それにしてもなんだか予想外の雰囲気を感じて調べてみると、2000年代は外国系スナックが大量にあり、タイから騙されて連れてこられた女性が強制売春させられていたことが発覚したこともあって大量摘発されたそう。
ネットの記事やブログを見ると、まだそういうところも残っているみたいですが……歌舞伎町や2丁目の中を通ることはあるにせよ触れずに育ってきた自分。無知を反省します。

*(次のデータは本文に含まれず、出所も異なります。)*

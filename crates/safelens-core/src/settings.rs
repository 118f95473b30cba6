//! The local settings store (spec §6): an external-collaborator seam for
//! the address book and local contract registry. The core only needs a
//! read-only view — loading the backing file is the CLI's job, since the
//! core itself performs no I/O (§5).

use crate::primitives::Address;
use std::collections::{HashMap, HashSet};

/// Read-only view over a caller-supplied address book / contract registry.
/// Used only by the selector verifier's delegate-call-to-unknown-target
/// check (§4.4) — it has no bearing on `ok`.
pub trait SettingsStore {
    fn is_known_contract(&self, address: Address) -> bool;
    fn label_for(&self, address: Address) -> Option<&str>;
}

/// The default when no settings were supplied (`--no-settings`, or
/// `--settings` omitted). Every address is unknown; the `settings` source
/// entry is reported `disabled`, not an error.
#[derive(Debug, Default)]
pub struct NullSettingsStore;

impl SettingsStore for NullSettingsStore {
    fn is_known_contract(&self, _address: Address) -> bool {
        false
    }

    fn label_for(&self, _address: Address) -> Option<&str> {
        None
    }
}

/// A settings store backed by a single JSON document:
/// `{"knownContracts": ["0x..."], "addressBook": {"0x...": "label"}}`.
#[derive(Debug, Clone, Default, serde::Deserialize)]
pub struct JsonSettingsStore {
    #[serde(default, rename = "knownContracts")]
    known_contracts: HashSet<Address>,
    #[serde(default, rename = "addressBook")]
    address_book: HashMap<Address, String>,
}

impl JsonSettingsStore {
    /// Parses a settings document already read into memory. Kept
    /// `&str`-in, no filesystem access, so the core crate's "no I/O"
    /// guarantee holds even though a store can be constructed from a file.
    pub fn from_json(json: &str) -> Result<Self, serde_json::Error> {
        serde_json::from_str(json)
    }
}

impl SettingsStore for JsonSettingsStore {
    fn is_known_contract(&self, address: Address) -> bool {
        self.known_contracts.contains(&address)
    }

    fn label_for(&self, address: Address) -> Option<&str> {
        self.address_book.get(&address).map(String::as_str)
    }
}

そもそも江戸から飯盛女という人々がいたように、昭和の温泉街といえば風俗・歓楽街だったみたいですが、時も令和とはいえ平成生まれの自分は浄化された温泉街しか知らなかったのでした。なんなら射的場が何軒もある温泉街も知らず、昭和の空気を感じます。渋川駅からの道中、思ったより建物が多い。世田谷の一部より多いと思っていましたが、そちらに現役のストリップ劇場もあるらしい。
賑わう石段街
ストリップはともかく、人身売買…日本の闇を考えつつ石段の方に行くと、大学生や家族づれが多く賑わっていました。石段の光景は明治の写真と似つつ、雰囲気は熱海に若干似ています。ポップな新しい装いの店もあり、廃墟との対比が面白いです。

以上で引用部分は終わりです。